Online retailing has, of course, grown steadily in physical stores for many consecutive years, but this trend has been dramatically accelerated by reduced consumer choice over the past year.

The question is therefore whether this growth is sustainable or a temporary and artificial peak based on necessity.

Post-pandemic preferences

A survey by Retail Economics and NatWest found that almost half (46%) of UK consumers have turned to online retailing for purchases they have only made in person before. the pandemic. This tells us a lot about the intangible relationship between consumers and stores. Indeed, consumer preferences may shift away from mainstreet frequentation in favor of the convenience of e-commerce.

The convenience factor provides excellent resistance to this retail sector. Just a decade before the pandemic, online retailing had a notorious perception of unreliability. Of course, if the wrong products are delivered and require a return, for example, the consumer will be more embarrassed than if they had taken a tour of the stores. However, thanks to advances in logistics, these complaints are increasingly a thing of the past.

We now have a robust delivery infrastructure capable of meeting the ever-increasing demand for e-commerce, and businesses of all kinds can easily access web-based platforms capable of handling many disparate services such as invoicing and mailing. shipping. On the shipping side, cheaper and more responsive delivery options, the availability of live tracking and transparent returns have supported the quality of service now offered.

Additionally, most major online retail platforms make it easier for customers to make returns and obtain refunds than ever in physical retail, with strong and consistent consumer protection guarantees. In retail, trust is everything. Advances in service reliability will benefit businesses that have turned to online retailing for years to come.

Benefits for companies

E-commerce is obviously a boost for consumers, but you also have to consider the business case for e-commerce. In the past, well-located retail spaces in cities and town centers were expensive overheads, with rents and rates a challenge even for established businesses. Now, as consumers increasingly shop online, both startups and multinationals may consider putting e-commerce at the heart of their strategy.
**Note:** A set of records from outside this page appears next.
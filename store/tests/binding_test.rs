//! End-to-end tests for named stores.

use roster_engine::{Entity, EntityId, ManualClock, SortOptions, WrappedEntity};
use roster_store::{define_store, EntityStore, StoreRegistry};
use serde_json::json;
use std::cell::Cell;
use std::rc::Rc;

fn init_tracing() {
    let _ = tracing_subscriber::fmt()
        .with_env_filter(
            tracing_subscriber::EnvFilter::try_from_default_env()
                .unwrap_or_else(|_| "roster_engine=debug,roster_store=debug".into()),
        )
        .with_test_writer()
        .try_init();
}

fn task(id: i64, title: &str, priority: i64) -> Entity {
    Entity::from_json(json!({"id": id, "title": title, "priority": priority, "done": false}))
        .unwrap()
}

#[derive(Debug, Default)]
struct Board {
    archived: u32,
}

/// User-defined actions layered on top of the engine's.
trait BoardActions {
    fn archive_done(&mut self) -> usize;
}

impl BoardActions for EntityStore<Board> {
    fn archive_done(&mut self) -> usize {
        let is_done = |e: &WrappedEntity| e["done"] == true;
        let done: Vec<EntityId> = self
            .getters()
            .get_where(Some(&is_done))
            .into_keys()
            .collect();

        self.mutate(|actions| actions.delete_many(&done));
        self.extension_mut().archived += done.len() as u32;
        done.len()
    }
}

#[test]
fn task_board_flow() {
    init_tracing();

    let changes = Rc::new(Cell::new(0u32));
    let mut board = EntityStore::with_extension("tasks", Board::default())
        .with_clock(ManualClock::new(1_000));

    let counter = Rc::clone(&changes);
    board.subscribe(move |_| counter.set(counter.get() + 1));

    board.mutate(|actions| {
        actions.create_many(vec![
            task(1, "Write docs", 2),
            task(2, "Fix bug", 1),
            task(3, "Release", 3),
        ]);
    });

    // Edit a draft before committing it.
    board.mutate(|actions| {
        actions.set_current(task(4, "Draft", 5));
        actions.update_current_field("title", "Ship it");
    });
    let draft = board.getters().get_current().unwrap();
    assert!(draft.is_dirty());
    assert_eq!(draft["title"], json!("Ship it"));
    assert!(draft.meta().changed_fields().contains("title"));
    assert!(!board.getters().is_already_in_store(&EntityId::from(4)));

    board.mutate(|actions| {
        actions.update_field("done", true, &EntityId::from(2));
        actions.set_active(&EntityId::from(2));
        actions.set_active(&EntityId::from(3));
    });
    assert!(board.getters().is_dirty(&EntityId::from(2)));

    assert_eq!(board.archive_done(), 1);
    assert_eq!(board.extension().archived, 1);
    assert_eq!(board.getters().get_active(), &[EntityId::from(3)]);

    let by_priority = board
        .getters()
        .get_where_array(None, &SortOptions::by_field("priority").descending());
    let titles: Vec<_> = by_priority.iter().map(|e| e["title"].clone()).collect();
    assert_eq!(titles, vec![json!("Release"), json!("Write docs")]);

    assert_eq!(changes.get(), 4);
    assert_eq!(board.revision(), 4);
}

#[test]
fn registry_of_collections() {
    init_tracing();

    let mut registry: StoreRegistry = StoreRegistry::new();
    registry.register(define_store("users")).unwrap();
    assert!(registry.register(define_store("users")).is_err());

    registry.get_or_define("teams").mutate(|actions| {
        actions.create_one(Entity::from_json(json!({"id": "core", "size": 4})).unwrap());
    });

    let teams = registry.get("teams").unwrap();
    assert_eq!(teams.getters().search("CORE").len(), 1);
    assert!(registry.get("users").unwrap().getters().get_is_empty());
    assert_eq!(registry.names().collect::<Vec<_>>(), vec!["teams", "users"]);
}
//! Entity identifiers.

use serde::{Deserialize, Serialize};
use serde_json::Value;
use std::fmt;

/// Unique key of an entity within one collection.
///
/// Identifiers are either integers or strings. `EntityId::Int(1)` and
/// `EntityId::Str("1")` are different identifiers.
#[derive(Debug, Clone, PartialEq, Eq, Hash, PartialOrd, Ord, Serialize, Deserialize)]
#[serde(untagged)]
pub enum EntityId {
    Int(i64),
    Str(String),
}

impl EntityId {
    /// Read an identifier out of a JSON value.
    ///
    /// Returns `None` for anything that is not an integer or a string.
    pub fn from_value(value: &Value) -> Option<Self> {
        match value {
            Value::Number(n) => n.as_i64().map(EntityId::Int),
            Value::String(s) => Some(EntityId::Str(s.clone())),
            _ => None,
        }
    }

    /// The identifier as a JSON value.
    pub fn to_value(&self) -> Value {
        match self {
            EntityId::Int(n) => Value::from(*n),
            EntityId::Str(s) => Value::from(s.as_str()),
        }
    }
}

impl fmt::Display for EntityId {
    fn fmt(&self, f: &mut fmt::Formatter<'_>) -> fmt::Result {
        match self {
            EntityId::Int(n) => write!(f, "{n}"),
            EntityId::Str(s) => f.write_str(s),
        }
    }
}

impl From<i64> for EntityId {
    fn from(value: i64) -> Self {
        EntityId::Int(value)
    }
}

impl From<i32> for EntityId {
    fn from(value: i32) -> Self {
        EntityId::Int(value.into())
    }
}

impl From<u32> for EntityId {
    fn from(value: u32) -> Self {
        EntityId::Int(value.into())
    }
}

impl From<&str> for EntityId {
    fn from(value: &str) -> Self {
        EntityId::Str(value.to_string())
    }
}

impl From<String> for EntityId {
    fn from(value: String) -> Self {
        EntityId::Str(value)
    }
}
There are, of course, limits to the reach of electronic commerce. The Main Street is a cornerstone of British culture; entire cities are designed and built to cross them. There will always be a place for brick and mortar. Many consumers will prefer the personalized service and social experience of physical retail, which they trust through experience. Others will just want to personally examine the quality of the products before agreeing to buy. It must be admitted that there are bridges that online sales cannot cross.

Obviously, e-commerce businesses cannot afford to be complacent. As such, they should consider how they can provide a service to meet these needs. Talking to customers to understand how their service can be improved, for example consulting a logistics consultant to create the most efficient courier service would be a good place to start. Such measures will go a long way in maintaining customer satisfaction and encouraging customer retention.

While there are limits and challenges associated with the resurgence of physical retailing in the coming months, it will be interesting to observe the sustainability of the e-commerce boom. Consumer trends are hard to predict in the simplest of times, but the convenience of online retailing can now boast of being important in staying competitive. As in the main street, everything will depend on the quality of the service offered. In this case, e-commerce companies can look to the future with confidence.